Surely, in an environment where there is high number of clients per proxy and 
only few proxies connected to a central server.  

I would still like to ask your opinion on the first case, where remote server 
disconnects, but proxy does not disconnect clients.  I would assume this should 
not be common, but instead present an exceptional case? (server timeouting too 
long sessions, connectivity issue, server crash...)  
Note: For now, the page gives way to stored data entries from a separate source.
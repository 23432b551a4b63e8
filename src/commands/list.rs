//! Lists staged and published records side by side.

use crate::api::Mode;
use crate::args::{ListArgs, ListFormat};
use crate::commands::{connect, plural, Out};
use crate::error::{ErrorType, IntoResult};
use crate::model::{sorted_by_date, Amount, Entry, EntryKind, Ledger, Totals};
use crate::session;
use crate::staged::Staged;
use crate::{Config, Result};
use anyhow::Context;
use chrono::{NaiveDate, Utc};
use serde::{Deserialize, Serialize};

/// The container a record lives in.
#[derive(Debug, Clone, Copy, PartialEq, Eq, Serialize, Deserialize)]
#[serde(rename_all = "snake_case")]
pub enum Source {
    Staged,
    Published,
}

serde_plain::derive_display_from_serialize!(Source);
serde_plain::derive_fromstr_from_deserialize!(Source);

/// One record of any kind, flattened for display.
#[derive(Debug, Clone, PartialEq, Serialize)]
pub struct ListedEntry {
    pub source: Source,
    pub kind: EntryKind,
    pub id: String,
    pub date: NaiveDate,
    /// The week and zone, the donor or the purpose. Empty for initial balances.
    pub description: String,
    /// Only weekly collections have a gross amount.
    pub gross: Option<Amount>,
    /// The net amount for weekly collections, the nominal amount otherwise.
    pub amount: Amount,
    pub created_by: Option<String>,
    pub edited_by: Option<String>,
}

impl ListedEntry {
    fn new<T: Entry>(
        source: Source,
        entry: &T,
        description: String,
        gross: Option<Amount>,
        edited_by: Option<&String>,
    ) -> Self {
        Self {
            source,
            kind: T::KIND,
            id: entry.id().to_string(),
            date: entry.date(),
            description,
            gross,
            amount: entry.amount(),
            created_by: entry.created_by().map(str::to_string),
            edited_by: edited_by.cloned(),
        }
    }
}

/// The result of `fund list`.
#[derive(Debug, Clone, Serialize)]
pub struct Listing {
    pub entries: Vec<ListedEntry>,
    /// What the next publish would add.
    pub staged_totals: Totals,
}

/// Lists the records of the kinds in `args.scope` from both containers. Within a kind, staged
/// records come first; each group is ordered by date. Requires a login.
pub async fn list(config: &Config, mode: Mode, args: &ListArgs) -> Result<Out<Listing>> {
    session::require_login(config, Utc::now()).await?;
    let staged = Staged::load(config).await.pub_result(ErrorType::Local)?;
    let published = connect(config, mode)
        .await?
        .fetch_ledger()
        .await
        .pub_result(ErrorType::Remote)?;

    let mut entries = Vec::new();
    for kind in args.scope.kinds() {
        entries.extend(flatten(staged.ledger(), Source::Staged, kind));
        entries.extend(flatten(&published, Source::Published, kind));
    }
    let listing = Listing {
        entries,
        staged_totals: staged.ledger().totals(),
    };

    let message = match args.format {
        ListFormat::Table => table(&listing),
        ListFormat::Json => {
            serde_json::to_string_pretty(&listing).context("Unable to serialize the listing")?
        }
        ListFormat::Csv => csv_text(&listing.entries)?,
    };
    Ok(Out::new(message, listing))
}

fn flatten(ledger: &Ledger, source: Source, kind: EntryKind) -> Vec<ListedEntry> {
    match kind {
        EntryKind::Initial => sorted_by_date(&ledger.initial)
            .into_iter()
            .map(|e| ListedEntry::new(source, e, String::new(), None, e.edited_by.as_ref()))
            .collect(),
        EntryKind::Weekly => sorted_by_date(&ledger.weekly)
            .into_iter()
            .map(|e| {
                let description = format!("{} / {}", e.week, e.zone);
                ListedEntry::new(source, e, description, Some(e.gross), e.edited_by.as_ref())
            })
            .collect(),
        EntryKind::Donor => sorted_by_date(&ledger.donors)
            .into_iter()
            .map(|e| ListedEntry::new(source, e, e.donor.clone(), None, e.edited_by.as_ref()))
            .collect(),
        EntryKind::Expense => sorted_by_date(&ledger.expenses)
            .into_iter()
            .map(|e| ListedEntry::new(source, e, e.purpose.clone(), None, e.edited_by.as_ref()))
            .collect(),
    }
}

fn table(listing: &Listing) -> String {
    let mut lines = vec![format!(
        "{:<9} {:<7} {:<36} {:<10} {:<32} {:>16}",
        "SOURCE", "KIND", "ID", "DATE", "DESCRIPTION", "AMOUNT"
    )];
    for e in &listing.entries {
        lines.push(format!(
            "{:<9} {:<7} {:<36} {:<10} {:<32} {:>16}",
            e.source,
            e.kind,
            e.id,
            e.date,
            e.description,
            e.amount.to_string()
        ));
    }
    let t = &listing.staged_totals;
    lines.push(String::new());
    lines.push(plural(listing.entries.len(), "record", "records"));
    lines.push(format!(
        "Staged totals: initial {}, weekly net {}, donations {}, expenses {}",
        t.initial, t.weekly_net, t.donors, t.expenses
    ));
    lines.join("\n")
}

fn csv_text(entries: &[ListedEntry]) -> Result<String> {
    let mut writer = csv::Writer::from_writer(Vec::new());
    for entry in entries {
        writer
            .serialize(entry)
            .context("Unable to write a CSV row")?;
    }
    let bytes = writer.into_inner().context("Unable to finish the CSV output")?;
    String::from_utf8(bytes).context("The CSV output is not UTF-8")
}

#[cfg(test)]
mod tests {
    use super::*;
    use crate::args::InsertDonorArgs;
    use crate::commands::insert_donor;
    use crate::error::error_type;
    use crate::model::{Role, Scope};
    use crate::test::TestEnv;

    async fn env_with_records() -> TestEnv {
        let env = TestEnv::new().await;
        env.add_user("sari", "x", Role::Admin).await;
        env.login("sari").await;
        env.publish_weekly("Minggu ke-1", "RT 01", 100_000).await;
        let args = InsertDonorArgs {
            date: NaiveDate::from_ymd_opt(2026, 9, 2).unwrap(),
            donor: "Pak RT".to_string(),
            amount: Amount::rupiah(250_000),
        };
        insert_donor(&env.config(), &args).await.unwrap();
        env
    }

    fn args(scope: Scope, format: ListFormat) -> ListArgs {
        ListArgs { scope, format }
    }

    #[tokio::test]
    async fn test_list_merges_both_containers() {
        let env = env_with_records().await;
        let out = list(&env.config(), Mode::Testing, &args(Scope::All, ListFormat::Table))
            .await
            .unwrap();
        let listing = out.structure().unwrap();
        assert_eq!(listing.entries.len(), 2);
        let weekly = &listing.entries[0];
        assert_eq!(weekly.source, Source::Published);
        assert_eq!(weekly.description, "Minggu ke-1 / RT 01");
        assert_eq!(weekly.amount, Amount::rupiah(85_000));
        let donor = &listing.entries[1];
        assert_eq!(donor.source, Source::Staged);
        assert_eq!(donor.created_by.as_deref(), Some("sari"));
        assert_eq!(listing.staged_totals.donors, Amount::rupiah(250_000));
        assert!(out.message().contains("Rp 250.000"));
        assert!(out.message().contains("2 records"));
    }

    #[tokio::test]
    async fn test_list_scope_and_csv() {
        let env = env_with_records().await;
        let out = list(&env.config(), Mode::Testing, &args(Scope::Donor, ListFormat::Csv))
            .await
            .unwrap();
        let mut lines = out.message().lines();
        assert_eq!(
            lines.next(),
            Some("source,kind,id,date,description,gross,amount,created_by,edited_by")
        );
        let row = lines.next().unwrap();
        assert!(row.starts_with("staged,donor,"));
        assert!(row.ends_with(",2026-09-02,Pak RT,,250000,sari,"));
        assert_eq!(lines.next(), None);
    }

    #[tokio::test]
    async fn test_list_json() {
        let env = env_with_records().await;
        let out = list(&env.config(), Mode::Testing, &args(Scope::Weekly, ListFormat::Json))
            .await
            .unwrap();
        let value: serde_json::Value = serde_json::from_str(out.message()).unwrap();
        assert_eq!(value["entries"][0]["gross"], 100_000);
        assert_eq!(value["entries"][0]["source"], "published");
    }

    #[tokio::test]
    async fn test_list_requires_login() {
        let env = TestEnv::new().await;
        let err = list(&env.config(), Mode::Testing, &args(Scope::All, ListFormat::Table))
            .await
            .unwrap_err();
        assert_eq!(error_type(&err), Some(ErrorType::Authorization));
    }
}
Proxy tries its best to create an illusion for clients that the connection to 
remote server is still up while it is not.  When it is re-established, the 
proxy replays bind on behalf of the client.  This obviously must happen with 
the same credentials as the initial bind from client, in order to present same 
kind of session with the same client privileges.  Option rebind-as-user=true 
addresses this, but it does not work due to 
https://bugs.openldap.org/show_bug.cgi?id=9468.  I assume this should then be 
fixed by storing client credentials somewhere else than the structure 
representing the (lost) remote connection?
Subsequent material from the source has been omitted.